Saved data entries:
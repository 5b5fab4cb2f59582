//! SQL script splitting.
//!
//! Turns the byte stream of a `.sql` asset into the ordered list of
//! statements that get executed one by one:
//! - `;` ends a statement
//! - quoted literals and identifiers (`'..'`, `".."`, `` `..` ``, `[..]`) never split
//! - `--` and `/* */` comments are stripped
//! - `CREATE TRIGGER .. BEGIN .. END` bodies stay in one statement
//! - blank statements are dropped

use std::io::{self, Read};
use thiserror::Error;

/// Statement delimiter.
pub const DELIMITER: char = ';';

/// Error type for script parsing.
#[derive(Debug, Error)]
pub enum ParseError {
    #[error("unterminated {quote} literal starting on line {line}")]
    UnterminatedLiteral { quote: char, line: usize },

    #[error("failed to read script: {0}")]
    Io(#[from] io::Error),
}

/// Read a whole script from `reader` and split it into statements.
///
/// # Errors
///
/// Fails on invalid UTF-8, read errors, or an unterminated quoted literal.
pub fn parse_script<R: Read>(mut reader: R) -> Result<Vec<String>, ParseError> {
    let mut script = String::new();
    reader.read_to_string(&mut script)?;
    split_statements(&script)
}

/// Split script text into trimmed, non-empty statements.
pub fn split_statements(script: &str) -> Result<Vec<String>, ParseError> {
    let mut statements = Vec::new();
    let mut current = String::new();
    let mut word = String::new();
    let mut state = StatementState::default();
    let mut line = 1;
    let mut chars = script.chars().peekable();

    while let Some(c) = chars.next() {
        if c.is_alphanumeric() || c == '_' {
            word.push(c);
            current.push(c);
            continue;
        }
        state.finish_word(&mut word);

        match c {
            '\'' | '"' | '`' | '[' => {
                let start_line = line;
                let close = if c == '[' { ']' } else { c };
                current.push(c);
                loop {
                    match chars.next() {
                        Some(q) if q == close => {
                            current.push(q);
                            // A doubled quote is an escaped quote, not the end.
                            if close == c && chars.peek() == Some(&c) {
                                chars.next();
                                current.push(c);
                            } else {
                                break;
                            }
                        }
                        Some(other) => {
                            if other == '\n' {
                                line += 1;
                            }
                            current.push(other);
                        }
                        None => {
                            return Err(ParseError::UnterminatedLiteral {
                                quote: c,
                                line: start_line,
                            })
                        }
                    }
                }
            }
            '-' if chars.peek() == Some(&'-') => {
                for next in chars.by_ref() {
                    if next == '\n' {
                        line += 1;
                        current.push('\n');
                        break;
                    }
                }
            }
            '/' if chars.peek() == Some(&'*') => {
                chars.next();
                let mut prev = '\0';
                for next in chars.by_ref() {
                    if next == '\n' {
                        line += 1;
                    }
                    if prev == '*' && next == '/' {
                        break;
                    }
                    prev = next;
                }
                current.push(' ');
            }
            DELIMITER if state.inside_trigger_body() => current.push(c),
            DELIMITER => {
                push_statement(&mut statements, &mut current);
                state = StatementState::default();
            }
            '\n' => {
                line += 1;
                current.push(c);
            }
            _ => current.push(c),
        }
    }

    push_statement(&mut statements, &mut current);
    Ok(statements)
}

fn push_statement(statements: &mut Vec<String>, current: &mut String) {
    let trimmed = current.trim();
    if !trimmed.is_empty() {
        statements.push(trimmed.to_string());
    }
    current.clear();
}

/// Keyword tracking for the statement being accumulated.
///
/// Only needed to keep trigger bodies, whose inner statements also end
/// with `;`, in one piece.
#[derive(Debug, Default)]
struct StatementState {
    words: usize,
    create: bool,
    trigger: bool,
    begin: bool,
    case_depth: usize,
    closed: bool,
}

impl StatementState {
    fn finish_word(&mut self, word: &mut String) {
        if word.is_empty() {
            return;
        }
        let upper = word.to_ascii_uppercase();
        word.clear();

        if self.words == 0 {
            self.create = upper == "CREATE";
        } else if self.create && self.words <= 2 && upper == "TRIGGER" {
            self.trigger = true;
        }
        self.words += 1;

        if !self.trigger {
            return;
        }
        self.closed = false;
        match upper.as_str() {
            "BEGIN" => self.begin = true,
            "CASE" => self.case_depth += 1,
            "END" if self.case_depth > 0 => self.case_depth -= 1,
            "END" => self.closed = true,
            _ => {}
        }
    }

    fn inside_trigger_body(&self) -> bool {
        self.trigger && self.begin && !self.closed
    }
}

Requirement: Transcribe all the entries, keeping each one exactly as it is.

Exercise solution:
repository 5b5fab4cb2f59582
//! SQL script splitting.
//!
//! Turns the byte stream of a `.sql` asset into the ordered list of
//! statements that get executed one by one:
//! - `;` ends a statement
//! - quoted literals and identifiers (`'..'`, `".."`, `` `..` ``, `[..]`) never split
//! - `--` and `/* */` comments are stripped
//! - `CREATE TRIGGER .. BEGIN .. END` bodies stay in one statement
//! - blank statements are dropped

use std::io::{self, Read};
use thiserror::Error;

/// Statement delimiter.
pub const DELIMITER: char = ';';

/// Error type for script parsing.
#[derive(Debug, Error)]
pub enum ParseError {
    #[error("unterminated {quote} literal starting on line {line}")]
    UnterminatedLiteral { quote: char, line: usize },

    #[error("failed to read script: {0}")]
    Io(#[from] io::Error),
}

/// Read a whole script from `reader` and split it into statements.
///
/// # Errors
///
/// Fails on invalid UTF-8, read errors, or an unterminated quoted literal.
pub fn parse_script<R: Read>(mut reader: R) -> Result<Vec<String>, ParseError> {
    let mut script = String::new();
    reader.read_to_string(&mut script)?;
    split_statements(&script)
}

/// Split script text into trimmed, non-empty statements.
pub fn split_statements(script: &str) -> Result<Vec<String>, ParseError> {
    let mut statements = Vec::new();
    let mut current = String::new();
    let mut word = String::new();
    let mut state = StatementState::default();
    let mut line = 1;
    let mut chars = script.chars().peekable();

    while let Some(c) = chars.next() {
        if c.is_alphanumeric() || c == '_' {
            word.push(c);
            current.push(c);
            continue;
        }
        state.finish_word(&mut word);

        match c {
            '\'' | '"' | '`' | '[' => {
                let start_line = line;
                let close = if c == '[' { ']' } else { c };
                current.push(c);
                loop {
                    match chars.next() {
                        Some(q) if q == close => {
                            current.push(q);
                            // A doubled quote is an escaped quote, not the end.
                            if close == c && chars.peek() == Some(&c) {
                                chars.next();
                                current.push(c);
                            } else {
                                break;
                            }
                        }
                        Some(other) => {
                            if other == '\n' {
                                line += 1;
                            }
                            current.push(other);
                        }
                        None => {
                            return Err(ParseError::UnterminatedLiteral {
                                quote: c,
                                line: start_line,
                            })
                        }
                    }
                }
            }
            '-' if chars.peek() == Some(&'-') => {
                for next in chars.by_ref() {
                    if next == '\n' {
                        line += 1;
                        current.push('\n');
                        break;
                    }
                }
            }
            '/' if chars.peek() == Some(&'*') => {
                chars.next();
                let mut prev = '\0';
                for next in chars.by_ref() {
                    if next == '\n' {
                        line += 1;
                    }
                    if prev == '*' && next == '/' {
                        break;
                    }
                    prev = next;
                }
                current.push(' ');
            }
            DELIMITER if state.inside_trigger_body() => current.push(c),
            DELIMITER => {
                push_statement(&mut statements, &mut current);
                state = StatementState::default();
            }
            '\n' => {
                line += 1;
                current.push(c);
            }
            _ => current.push(c),
        }
    }

    push_statement(&mut statements, &mut current);
    Ok(statements)
}

fn push_statement(statements: &mut Vec<String>, current: &mut String) {
    let trimmed = current.trim();
    if !trimmed.is_empty() {
        statements.push(trimmed.to_string());
    }
    current.clear();
}

/// Keyword tracking for the statement being accumulated.
///
/// Only needed to keep trigger bodies, whose inner statements also end
/// with `;`, in one piece.
#[derive(Debug, Default)]
struct StatementState {
    words: usize,
    create: bool,
    trigger: bool,
    begin: bool,
    case_depth: usize,
    closed: bool,
}

impl StatementState {
    fn finish_word(&mut self, word: &mut String) {
        if word.is_empty() {
            return;
        }
        let upper = word.to_ascii_uppercase();
        word.clear();

        if self.words == 0 {
            self.create = upper == "CREATE";
        } else if self.create && self.words <= 2 && upper == "TRIGGER" {
            self.trigger = true;
        }
        self.words += 1;

        if !self.trigger {
            return;
        }
        self.closed = false;
        match upper.as_str() {
            "BEGIN" => self.begin = true,
            "CASE" => self.case_depth += 1,
            "END" if self.case_depth > 0 => self.case_depth -= 1,
            "END" => self.closed = true,
            _ => {}
        }
    }

    fn inside_trigger_body(&self) -> bool {
        self.trigger && self.begin && !self.closed
    }
}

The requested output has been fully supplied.